**What is required**
Each line in the listing below that includes "stdin" should be counted; give the total and nothing more.

**Provided entries**

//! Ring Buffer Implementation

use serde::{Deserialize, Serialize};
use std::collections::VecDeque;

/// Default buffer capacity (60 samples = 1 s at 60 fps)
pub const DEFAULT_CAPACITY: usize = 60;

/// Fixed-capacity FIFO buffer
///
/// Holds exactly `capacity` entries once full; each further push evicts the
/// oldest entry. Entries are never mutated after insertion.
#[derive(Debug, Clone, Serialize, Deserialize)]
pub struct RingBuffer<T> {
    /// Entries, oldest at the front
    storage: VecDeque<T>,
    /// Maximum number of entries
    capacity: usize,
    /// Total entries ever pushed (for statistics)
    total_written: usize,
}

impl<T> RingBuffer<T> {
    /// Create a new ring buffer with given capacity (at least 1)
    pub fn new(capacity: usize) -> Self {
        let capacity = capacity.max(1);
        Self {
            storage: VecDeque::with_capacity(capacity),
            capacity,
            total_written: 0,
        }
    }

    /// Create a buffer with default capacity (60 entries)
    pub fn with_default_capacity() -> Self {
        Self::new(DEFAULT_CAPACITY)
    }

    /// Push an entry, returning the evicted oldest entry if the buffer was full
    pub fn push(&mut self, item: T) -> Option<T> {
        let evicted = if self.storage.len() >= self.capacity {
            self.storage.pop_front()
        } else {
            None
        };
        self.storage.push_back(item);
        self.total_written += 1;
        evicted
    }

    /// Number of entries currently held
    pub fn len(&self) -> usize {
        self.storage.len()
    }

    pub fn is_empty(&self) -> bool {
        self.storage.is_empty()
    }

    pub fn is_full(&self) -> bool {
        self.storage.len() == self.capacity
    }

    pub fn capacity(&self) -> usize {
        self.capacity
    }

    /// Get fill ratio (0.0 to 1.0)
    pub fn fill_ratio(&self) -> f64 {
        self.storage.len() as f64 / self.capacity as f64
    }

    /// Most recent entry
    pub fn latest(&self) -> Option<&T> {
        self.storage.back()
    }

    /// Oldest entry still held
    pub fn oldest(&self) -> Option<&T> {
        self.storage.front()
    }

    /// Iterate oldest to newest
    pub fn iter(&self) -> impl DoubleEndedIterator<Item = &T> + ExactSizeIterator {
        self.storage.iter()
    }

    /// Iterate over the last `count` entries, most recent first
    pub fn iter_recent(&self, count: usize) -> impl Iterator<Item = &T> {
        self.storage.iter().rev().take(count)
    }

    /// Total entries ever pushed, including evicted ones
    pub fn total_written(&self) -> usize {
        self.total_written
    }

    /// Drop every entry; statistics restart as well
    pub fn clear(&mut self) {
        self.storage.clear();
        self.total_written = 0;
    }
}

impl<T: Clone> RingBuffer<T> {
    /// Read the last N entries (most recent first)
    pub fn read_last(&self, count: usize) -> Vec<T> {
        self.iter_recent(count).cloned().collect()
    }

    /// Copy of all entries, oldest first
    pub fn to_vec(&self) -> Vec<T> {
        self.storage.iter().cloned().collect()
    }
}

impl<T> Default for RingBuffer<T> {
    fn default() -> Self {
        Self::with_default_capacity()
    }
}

--

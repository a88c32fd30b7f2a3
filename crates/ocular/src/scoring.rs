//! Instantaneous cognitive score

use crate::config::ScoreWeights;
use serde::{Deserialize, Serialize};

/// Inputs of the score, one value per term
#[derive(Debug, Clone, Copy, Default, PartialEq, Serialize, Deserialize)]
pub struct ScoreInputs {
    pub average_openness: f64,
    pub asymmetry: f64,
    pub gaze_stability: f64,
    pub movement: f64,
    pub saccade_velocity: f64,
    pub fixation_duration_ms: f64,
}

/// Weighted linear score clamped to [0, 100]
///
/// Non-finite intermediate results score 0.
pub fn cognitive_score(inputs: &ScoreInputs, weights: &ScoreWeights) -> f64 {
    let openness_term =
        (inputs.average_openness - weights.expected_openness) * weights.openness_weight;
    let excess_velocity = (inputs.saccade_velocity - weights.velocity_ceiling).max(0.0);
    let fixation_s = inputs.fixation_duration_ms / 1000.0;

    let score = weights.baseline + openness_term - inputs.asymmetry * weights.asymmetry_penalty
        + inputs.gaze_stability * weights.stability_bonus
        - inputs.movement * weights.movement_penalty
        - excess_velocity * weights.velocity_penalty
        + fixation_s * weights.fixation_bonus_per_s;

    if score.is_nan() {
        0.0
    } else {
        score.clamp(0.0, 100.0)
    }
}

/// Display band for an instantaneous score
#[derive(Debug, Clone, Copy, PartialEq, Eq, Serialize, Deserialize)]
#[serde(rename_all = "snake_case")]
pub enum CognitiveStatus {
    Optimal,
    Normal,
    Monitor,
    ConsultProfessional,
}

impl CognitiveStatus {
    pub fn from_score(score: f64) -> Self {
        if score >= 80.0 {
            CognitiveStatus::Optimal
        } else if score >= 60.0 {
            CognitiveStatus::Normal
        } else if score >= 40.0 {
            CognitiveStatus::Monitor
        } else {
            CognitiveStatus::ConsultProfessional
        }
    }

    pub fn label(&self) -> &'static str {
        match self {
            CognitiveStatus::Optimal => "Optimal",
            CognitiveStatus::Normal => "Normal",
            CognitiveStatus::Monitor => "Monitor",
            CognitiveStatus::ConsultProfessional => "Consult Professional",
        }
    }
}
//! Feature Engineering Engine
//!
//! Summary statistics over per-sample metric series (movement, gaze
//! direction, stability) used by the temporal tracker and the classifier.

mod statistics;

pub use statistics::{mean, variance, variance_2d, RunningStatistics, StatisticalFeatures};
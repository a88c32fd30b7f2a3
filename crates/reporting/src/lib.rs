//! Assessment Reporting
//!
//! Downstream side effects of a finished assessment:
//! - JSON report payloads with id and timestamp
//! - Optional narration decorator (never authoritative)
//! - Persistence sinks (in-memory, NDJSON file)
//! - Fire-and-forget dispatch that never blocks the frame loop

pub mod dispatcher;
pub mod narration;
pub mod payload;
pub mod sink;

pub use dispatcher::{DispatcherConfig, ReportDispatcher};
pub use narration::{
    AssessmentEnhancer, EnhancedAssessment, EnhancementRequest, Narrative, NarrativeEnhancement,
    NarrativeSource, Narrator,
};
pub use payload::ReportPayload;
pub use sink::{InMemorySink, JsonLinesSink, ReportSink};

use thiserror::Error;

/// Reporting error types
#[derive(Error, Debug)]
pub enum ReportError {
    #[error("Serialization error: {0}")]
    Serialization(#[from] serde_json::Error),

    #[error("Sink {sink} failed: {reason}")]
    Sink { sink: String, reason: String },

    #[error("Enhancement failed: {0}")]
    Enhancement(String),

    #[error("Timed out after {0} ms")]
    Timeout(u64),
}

==

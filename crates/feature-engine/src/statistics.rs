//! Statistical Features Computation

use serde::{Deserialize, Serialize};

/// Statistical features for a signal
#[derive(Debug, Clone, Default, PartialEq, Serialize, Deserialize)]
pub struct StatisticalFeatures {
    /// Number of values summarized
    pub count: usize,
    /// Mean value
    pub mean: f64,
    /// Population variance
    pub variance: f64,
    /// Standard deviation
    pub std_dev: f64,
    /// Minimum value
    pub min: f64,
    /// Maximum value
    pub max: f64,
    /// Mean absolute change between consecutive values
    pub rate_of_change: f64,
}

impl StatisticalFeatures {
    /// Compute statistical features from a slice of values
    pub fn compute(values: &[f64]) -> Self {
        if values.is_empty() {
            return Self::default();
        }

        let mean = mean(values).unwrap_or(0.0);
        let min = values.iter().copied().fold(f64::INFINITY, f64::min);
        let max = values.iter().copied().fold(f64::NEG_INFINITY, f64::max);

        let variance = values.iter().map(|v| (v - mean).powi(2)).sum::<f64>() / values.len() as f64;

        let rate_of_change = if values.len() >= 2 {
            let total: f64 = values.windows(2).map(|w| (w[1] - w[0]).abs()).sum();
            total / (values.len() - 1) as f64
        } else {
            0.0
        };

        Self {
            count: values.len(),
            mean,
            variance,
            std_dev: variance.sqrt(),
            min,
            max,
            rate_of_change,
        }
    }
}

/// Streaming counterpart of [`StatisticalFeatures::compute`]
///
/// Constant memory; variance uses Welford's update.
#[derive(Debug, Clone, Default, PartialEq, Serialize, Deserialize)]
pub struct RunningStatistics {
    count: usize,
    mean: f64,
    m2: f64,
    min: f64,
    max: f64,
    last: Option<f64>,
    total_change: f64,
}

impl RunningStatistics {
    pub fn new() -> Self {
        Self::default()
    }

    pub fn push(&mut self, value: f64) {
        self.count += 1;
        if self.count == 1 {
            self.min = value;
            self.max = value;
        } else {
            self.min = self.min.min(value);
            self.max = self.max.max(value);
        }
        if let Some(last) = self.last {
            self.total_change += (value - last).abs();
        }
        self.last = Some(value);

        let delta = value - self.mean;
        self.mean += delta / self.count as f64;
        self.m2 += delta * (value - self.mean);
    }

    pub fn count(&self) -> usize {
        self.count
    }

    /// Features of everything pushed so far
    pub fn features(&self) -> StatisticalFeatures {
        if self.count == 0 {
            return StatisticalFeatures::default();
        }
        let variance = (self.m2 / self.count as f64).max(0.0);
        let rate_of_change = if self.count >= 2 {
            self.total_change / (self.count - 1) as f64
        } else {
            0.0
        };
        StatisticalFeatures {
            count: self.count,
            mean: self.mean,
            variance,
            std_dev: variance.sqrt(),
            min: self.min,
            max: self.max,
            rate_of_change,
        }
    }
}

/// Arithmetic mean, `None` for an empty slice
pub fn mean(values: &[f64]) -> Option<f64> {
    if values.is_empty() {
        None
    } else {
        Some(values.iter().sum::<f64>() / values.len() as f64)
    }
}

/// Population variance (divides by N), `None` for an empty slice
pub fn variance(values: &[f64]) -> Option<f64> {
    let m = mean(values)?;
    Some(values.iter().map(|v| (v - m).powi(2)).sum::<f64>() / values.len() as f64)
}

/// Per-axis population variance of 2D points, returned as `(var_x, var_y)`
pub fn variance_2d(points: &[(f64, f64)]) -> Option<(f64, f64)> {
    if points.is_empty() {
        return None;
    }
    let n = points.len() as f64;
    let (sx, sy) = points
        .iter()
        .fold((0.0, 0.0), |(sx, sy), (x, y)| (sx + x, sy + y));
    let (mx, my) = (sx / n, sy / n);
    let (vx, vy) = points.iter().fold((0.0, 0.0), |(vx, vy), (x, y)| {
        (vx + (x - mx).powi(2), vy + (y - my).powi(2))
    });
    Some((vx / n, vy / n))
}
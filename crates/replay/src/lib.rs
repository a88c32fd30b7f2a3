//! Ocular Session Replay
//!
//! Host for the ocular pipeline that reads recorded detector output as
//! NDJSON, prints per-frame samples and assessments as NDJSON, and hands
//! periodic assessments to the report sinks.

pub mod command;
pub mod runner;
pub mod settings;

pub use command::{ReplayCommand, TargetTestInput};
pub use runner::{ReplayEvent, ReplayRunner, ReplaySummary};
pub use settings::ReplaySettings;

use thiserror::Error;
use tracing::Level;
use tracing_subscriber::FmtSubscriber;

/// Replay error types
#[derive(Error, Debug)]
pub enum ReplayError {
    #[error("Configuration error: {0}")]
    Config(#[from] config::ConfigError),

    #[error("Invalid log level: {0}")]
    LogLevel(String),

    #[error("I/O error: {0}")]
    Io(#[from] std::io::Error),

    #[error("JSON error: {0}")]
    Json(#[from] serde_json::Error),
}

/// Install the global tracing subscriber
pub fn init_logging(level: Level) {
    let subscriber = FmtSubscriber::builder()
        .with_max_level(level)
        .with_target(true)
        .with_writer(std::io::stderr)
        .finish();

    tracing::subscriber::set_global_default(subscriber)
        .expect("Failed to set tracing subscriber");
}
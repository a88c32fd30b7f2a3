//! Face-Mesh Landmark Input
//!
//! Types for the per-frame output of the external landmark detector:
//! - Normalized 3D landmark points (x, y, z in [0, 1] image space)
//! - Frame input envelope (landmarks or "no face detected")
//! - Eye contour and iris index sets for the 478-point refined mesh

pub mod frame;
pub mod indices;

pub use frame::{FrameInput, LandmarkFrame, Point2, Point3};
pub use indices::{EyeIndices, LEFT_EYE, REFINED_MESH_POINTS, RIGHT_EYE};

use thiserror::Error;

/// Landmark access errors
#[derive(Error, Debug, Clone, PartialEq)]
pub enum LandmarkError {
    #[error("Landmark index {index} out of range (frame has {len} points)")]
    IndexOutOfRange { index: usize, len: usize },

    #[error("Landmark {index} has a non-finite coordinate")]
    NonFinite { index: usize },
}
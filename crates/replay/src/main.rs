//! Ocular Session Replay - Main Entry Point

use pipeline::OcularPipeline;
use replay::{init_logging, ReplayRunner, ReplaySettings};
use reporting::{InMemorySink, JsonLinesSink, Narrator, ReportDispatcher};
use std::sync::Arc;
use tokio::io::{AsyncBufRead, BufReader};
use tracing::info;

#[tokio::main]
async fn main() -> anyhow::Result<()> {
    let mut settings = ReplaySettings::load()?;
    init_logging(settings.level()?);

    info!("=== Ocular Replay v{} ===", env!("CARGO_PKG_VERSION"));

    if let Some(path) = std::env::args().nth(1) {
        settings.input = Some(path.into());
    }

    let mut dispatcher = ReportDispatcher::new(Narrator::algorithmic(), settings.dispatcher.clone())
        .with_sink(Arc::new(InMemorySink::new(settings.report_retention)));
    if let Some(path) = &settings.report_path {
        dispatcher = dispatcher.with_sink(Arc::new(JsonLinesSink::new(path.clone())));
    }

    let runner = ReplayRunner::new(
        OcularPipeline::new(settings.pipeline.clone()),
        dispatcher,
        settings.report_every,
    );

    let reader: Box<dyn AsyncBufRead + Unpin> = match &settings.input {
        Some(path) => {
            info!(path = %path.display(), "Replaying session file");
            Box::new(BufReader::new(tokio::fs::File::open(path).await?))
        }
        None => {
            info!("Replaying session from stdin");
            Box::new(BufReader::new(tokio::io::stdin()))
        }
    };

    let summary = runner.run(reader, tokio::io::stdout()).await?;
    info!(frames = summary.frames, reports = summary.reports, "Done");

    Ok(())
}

**Response below**
2